> [Work to be completed]: Look over the entries that follow and work out how many lines contain "PeerGone". State the number only.

> [Data section]:
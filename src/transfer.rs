//! Lifecycle state machine for one transfer ID (spec §4.2).
//!
//! `Transfer` is a thin behavioral wrapper over a [`Store`]: it owns no
//! mutable state of its own beyond the uid and the metadata it was created
//! or read with. `bytes_uploaded`/`bytes_downloaded` live on the stack of
//! whichever task is running `collect_upload`/`supply_download` — they are
//! not cross-process state, per Invariant 6's framing that only the Store
//! flags need to survive a process boundary.

use std::pin::Pin;
use std::sync::atomic::{AtomicU64, Ordering};
use std::sync::Arc;
use std::task::{Context, Poll};
use std::time::Duration;

use bytes::Bytes;
use futures::Stream;
use tracing::{info, warn};

use crate::error::{OnError, TransitError};
use crate::metadata::FileMetadata;
use crate::store::{QueueItem, Store};

/// Bookkeeping-only view of where a transfer sits in its lifecycle (spec
/// §4.2's state diagram). The Store's own flags remain the source of
/// truth across processes; this exists so `tracing` spans and tests have
/// a name for "where are we" without re-deriving it from three flag reads.
#[derive(Debug, Clone, Copy, PartialEq, Eq)]
pub enum TransferPhase {
    Claimed,
    Paired,
    Streaming,
    Completed,
    Aborted,
}

/// Restrict a transfer ID to the charset spec §3 allows.
pub fn validate_uid(uid: &str) -> Result<(), TransitError> {
    if !uid.is_empty() && uid.chars().all(|c| c.is_ascii_alphanumeric() || c == '-') {
        Ok(())
    } else {
        Err(TransitError::InvalidInput("Invalid transfer ID.".into()))
    }
}

pub struct Transfer {
    store: Store,
    uid: String,
    pub file: FileMetadata,
}

impl Transfer {
    /// Claims `uid` for `file`. Fails `conflict` if already claimed (spec §4.2 `create`).
    pub fn create(store: &Store, uid: &str, file: FileMetadata) -> Result<Self, TransitError> {
        validate_uid(uid)?;
        store.set_metadata(uid, &file.to_json())?;
        info!(uid, name = %file.name, size = file.size, "transfer claimed");
        Ok(Self { store: store.clone(), uid: uid.to_string(), file })
    }

    /// Reads an existing transfer's metadata. Fails `not_found` if absent (spec §4.2 `get`).
    pub fn get(store: &Store, uid: &str) -> Result<Self, TransitError> {
        validate_uid(uid)?;
        let json = store
            .get_metadata(uid)
            .ok_or_else(|| TransitError::NotFound("Transfer not found.".into()))?;
        let file = FileMetadata::from_json(&json).map_err(TransitError::Internal)?;
        Ok(Self { store: store.clone(), uid: uid.to_string(), file })
    }

    pub fn uid(&self) -> &str {
        &self.uid
    }

    /// Derives the current §4.2 state-machine phase from Store flags, for
    /// tracing spans and tests. Never a source of truth itself.
    pub fn phase(&self) -> TransferPhase {
        if self.store.is_completed(&self.uid) {
            TransferPhase::Completed
        } else if self.store.is_interrupted(&self.uid) {
            TransferPhase::Aborted
        } else if self.store.is_event_set(&self.uid, "client_connected") {
            TransferPhase::Streaming
        } else if self.store.is_receiver_connected(&self.uid) {
            TransferPhase::Paired
        } else {
            TransferPhase::Claimed
        }
    }

    /// Drains `stream` onto the Store queue (spec §4.2 `collect_upload`).
    ///
    /// `stream` yields `Ok(Bytes)` chunks, `Err(())` on an unexpected sender
    /// disconnect. A zero-length chunk is end-of-stream, matching an HTTP
    /// body's final empty read or an explicit WS sentinel frame. Returns
    /// `true` if the upload stopped because the receiver gave up — this is
    /// the "internal non-propagating error" spec §4.2 describes: it never
    /// reaches `on_error`, but the adapter still needs to know so it can
    /// close the sender's connection with an explanatory reason.
    pub async fn collect_upload<S>(&self, mut stream: S, on_error: OnError) -> bool
    where
        S: futures::Stream<Item = Result<Bytes, ()>> + Unpin,
    {
        use futures::StreamExt;

        let mut bytes_uploaded: u64 = 0;
        let mut disconnected = false;

        loop {
            match stream.next().await {
                None => break,
                Some(Err(())) => {
                    disconnected = true;
                    break;
                }
                Some(Ok(chunk)) => {
                    if chunk.is_empty() {
                        break;
                    }
                    if self.store.is_interrupted(&self.uid) {
                        warn!(uid = %self.uid, "receiver gone, stopping upload");
                        return true;
                    }
                    if let Err(e) = self.store.put_chunk(&self.uid, QueueItem::Data(chunk.clone())).await {
                        on_error(e).await;
                        return false;
                    }
                    bytes_uploaded += chunk.len() as u64;
                }
            }
        }

        if disconnected {
            let _ = self.store.put_chunk(&self.uid, QueueItem::Dead).await;
            return false;
        }

        if bytes_uploaded < self.file.size {
            let _ = self.store.put_chunk(&self.uid, QueueItem::Dead).await;
            on_error(TransitError::Truncated).await;
        } else {
            if let Err(e) = self.store.put_chunk(&self.uid, QueueItem::Done).await {
                on_error(e).await;
                tokio::time::sleep(Duration::from_secs(1)).await;
                return false;
            }
            info!(uid = %self.uid, bytes_uploaded, "upload complete");
        }

        tokio::time::sleep(Duration::from_secs(1)).await;
        false
    }

    /// Pulls chunks off the Store queue for the receiver (spec §4.2
    /// `supply_download`). Returns an async stream of `Bytes`; errors are
    /// reported through `on_error` and terminate the stream. Dropping the
    /// returned stream — whether it ran to completion or the receiver hung
    /// up early — schedules `finalize_download` as a background task, per
    /// spec §4.3.1's "schedule finalize_download when the response handler
    /// completes."
    pub fn supply_download(
        self: std::sync::Arc<Self>,
        on_error: OnError,
    ) -> impl futures::Stream<Item = Bytes> + Send {
        let finalize_on = self.clone();
        let inner = async_stream::stream! {
            let bytes_downloaded = AtomicU64::new(0);
            loop {
                match self.store.take_chunk(&self.uid).await {
                    Err(e) => {
                        on_error(e).await;
                        break;
                    }
                    Ok(QueueItem::Dead) => {
                        on_error(TransitError::PeerGone("Sender disconnected.".into())).await;
                        break;
                    }
                    Ok(QueueItem::Done) => {
                        if bytes_downloaded.load(Ordering::Relaxed) < self.file.size {
                            on_error(TransitError::Truncated).await;
                        } else {
                            self.store.set_event(&self.uid, "completed");
                            info!(uid = %self.uid, "download complete");
                        }
                        break;
                    }
                    Ok(QueueItem::Data(chunk)) => {
                        bytes_downloaded.fetch_add(chunk.len() as u64, Ordering::Relaxed);
                        yield chunk;
                    }
                }
            }
        };
        FinalizingStream { inner: Box::pin(inner), transfer: finalize_on }
    }

    /// Runs when the download response handler ends, whether the consumer
    /// drained it fully or gave up early (spec §4.2 `finalize_download`).
    pub async fn finalize_download(&self) {
        if !self.store.is_interrupted(&self.uid) && !self.store.is_completed(&self.uid) {
            self.store.set_interrupted(&self.uid);
        }
        tokio::time::sleep(Duration::from_secs(3)).await;
        tokio::time::timeout(Duration::from_secs(30), async {
            self.store.cleanup(&self.uid);
        })
        .await
        .ok();
    }

    pub fn set_receiver_connected(&self) -> bool {
        self.store.set_receiver_connected(&self.uid)
    }

    pub fn set_client_connected(&self) {
        self.store.set_event(&self.uid, "client_connected");
    }

    pub async fn wait_for_client_connected(&self) -> Result<(), TransitError> {
        self.store.wait_for_event(&self.uid, "client_connected").await
    }
}

/// Wraps a download stream so dropping it — full completion or an early
/// receiver hangup — always schedules exactly one `finalize_download` run.
struct FinalizingStream {
    inner: Pin<Box<dyn Stream<Item = Bytes> + Send>>,
    transfer: Arc<Transfer>,
}

impl Stream for FinalizingStream {
    type Item = Bytes;

    fn poll_next(mut self: Pin<&mut Self>, cx: &mut Context<'_>) -> Poll<Option<Bytes>> {
        self.inner.as_mut().poll_next(cx)
    }
}

impl Drop for FinalizingStream {
    fn drop(&mut self) {
        let transfer = self.transfer.clone();
        tokio::spawn(async move { transfer.finalize_download().await });
    }
}

#[cfg(test)]
mod tests {
    use super::*;
    use crate::store::StoreConfig;
    use futures::stream;
    use std::sync::atomic::AtomicBool;
    use std::sync::Arc;

    fn store() -> Store {
        Store::new(StoreConfig {
            queue_depth: 16,
            queue_timeout: Duration::from_millis(500),
            event_timeout: Duration::from_millis(500),
            event_ttl: Duration::from_secs(5),
            state_ttl: Duration::from_secs(5),
            cleanup_ttl: Duration::from_secs(5),
        })
    }

    #[test]
    fn uid_charset_is_enforced() {
        assert!(validate_uid("abc-123").is_ok());
        assert!(validate_uid("bad id").is_err());
        assert!(validate_uid("").is_err());
    }

    #[tokio::test]
    async fn duplicate_create_is_conflict() {
        let s = store();
        let file = FileMetadata::new("a.bin", 10, None).unwrap();
        Transfer::create(&s, "dup", file.clone()).unwrap();
        let err = Transfer::create(&s, "dup", file);
        assert!(matches!(err, Err(TransitError::Conflict(_))));
    }

    #[tokio::test]
    async fn get_missing_is_not_found() {
        let s = store();
        assert!(matches!(Transfer::get(&s, "nope"), Err(TransitError::NotFound(_))));
    }

    #[tokio::test]
    async fn full_upload_then_download_round_trips() {
        let s = store();
        let file = FileMetadata::new("a.bin", 8, None).unwrap();
        let xfer = Transfer::create(&s, "rt", file).unwrap();

        let chunks: Vec<Result<Bytes, ()>> = vec![Ok(Bytes::from_static(b"abcd")), Ok(Bytes::from_static(b"efgh"))];
        let upload = stream::iter(chunks);
        let failed = Arc::new(AtomicBool::new(false));
        let failed2 = failed.clone();
        xfer.collect_upload(upload, crate::error::on_error(move |_| {
            let failed2 = failed2.clone();
            async move { failed2.store(true, Ordering::SeqCst); }
        })).await;
        assert!(!failed.load(Ordering::SeqCst));

        let xfer = Arc::new(Transfer::get(&s, "rt").unwrap());
        let failed = Arc::new(AtomicBool::new(false));
        let failed2 = failed.clone();
        let out = xfer.supply_download(crate::error::on_error(move |_| {
            let failed2 = failed2.clone();
            async move { failed2.store(true, Ordering::SeqCst); }
        }));
        futures::pin_mut!(out);
        use futures::StreamExt;
        let mut collected = Vec::new();
        while let Some(chunk) = out.next().await {
            collected.extend_from_slice(&chunk);
        }
        assert_eq!(collected, b"abcdefgh");
        assert!(!failed.load(Ordering::SeqCst));
    }

    #[tokio::test]
    async fn short_upload_pushes_dead_and_receiver_sees_peer_gone() {
        let s = store();
        let file = FileMetadata::new("a.bin", 100, None).unwrap();
        let xfer = Transfer::create(&s, "short", file).unwrap();

        let upload = stream::iter(vec![Ok(Bytes::from_static(b"only 4"))]);
        xfer.collect_upload(upload, crate::error::on_error(|_| async {})).await;

        let xfer = Arc::new(Transfer::get(&s, "short").unwrap());
        let saw_error = Arc::new(AtomicBool::new(false));
        let saw_error2 = saw_error.clone();
        let out = xfer.supply_download(crate::error::on_error(move |e| {
            let saw_error2 = saw_error2.clone();
            async move {
                assert!(matches!(e, TransitError::PeerGone(_)));
                saw_error2.store(true, Ordering::SeqCst);
            }
        }));
        futures::pin_mut!(out);
        use futures::StreamExt;
        while out.next().await.is_some() {}
        assert!(saw_error.load(Ordering::SeqCst));
    }

    #[tokio::test]
    async fn done_with_short_count_is_truncated() {
        let s = store();
        let file = FileMetadata::new("a.bin", 100, None).unwrap();
        let xfer = Arc::new(Transfer::create(&s, "mismatch", file).unwrap());

        s.put_chunk("mismatch", QueueItem::Data(Bytes::from_static(b"only 4 bytes"))).await.unwrap();
        s.put_chunk("mismatch", QueueItem::Done).await.unwrap();

        let saw_error = Arc::new(AtomicBool::new(false));
        let saw_error2 = saw_error.clone();
        let out = xfer.supply_download(crate::error::on_error(move |e| {
            let saw_error2 = saw_error2.clone();
            async move {
                assert!(matches!(e, TransitError::Truncated));
                saw_error2.store(true, Ordering::SeqCst);
            }
        }));
        futures::pin_mut!(out);
        use futures::StreamExt;
        while out.next().await.is_some() {}
        assert!(saw_error.load(Ordering::SeqCst));
    }
}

> [Response box]: 2